Even the IMF now claims to recognize that current policies increase inequality and that this harms economic growth and stability. But the IMF and World Bank continue to worsen inequality by their conditionalities which require cuts in public spending, in spite of their formal priority for poverty reduction. They also promote cutting corporate tax rates and providing generous tax and fiscal incentives, which lead to losing and forgoing badly needed financial resources for social spending. Meanwhile, to recoup these losses, the IMF, in particular, pushes the adoption/increase of regressive consumption taxes such as Value Added Taxes which unjustly burden the poor and low-income groups.

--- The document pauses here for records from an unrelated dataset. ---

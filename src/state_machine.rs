//! Conversation event handling
//!
//! UI events are turned into effects by a pure transition function; the
//! session runtime applies the effects to the store.

mod effect;
mod event;
mod transition;


#[allow(unused_imports)] // Public API re-exports
pub use effect::{Effect, Notice, NoticeLevel};
pub use event::Event;
#[allow(unused_imports)] // Public API re-exports
pub use transition::{
    transition, TransitionError, TransitionResult, CHAT_CLEARED, EMPTY_MESSAGE, PROFILE_SAVED,
};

Women in great numbers are in lowly paid, insecure, informal work and are thus disproportionately impacted.
This internationalization undermines and weakens democratic processes and outcomes at the national level. Social movements thus face a challenge not only of winning public support and national level political support, but also defending the democratic processes against the institutions of globalization.

Public Financing of Services and Public-Private- Partnerships
Further, in terms of the SDGs and the Addis agenda for development, the WB and OECD governments insist on Public-Private Partnerships (PPP) as the way forward. Yet cumulative evidence demonstrates that these are more expensive (and thus constrain peoples’ access), more corrupt, less efficient and less sustainable than using public finance and public sector delivery. The focus of private companies on keeping profit as the primary motive goes against the very basis of public services and even what constitutes ‘public’ and the public good. No economy can be sustainable without a robust commitment to access of the people to affordable quality public services. These services are part of social commons to which all people have a right. People, simply as human beings, have the inalienable right to essential services.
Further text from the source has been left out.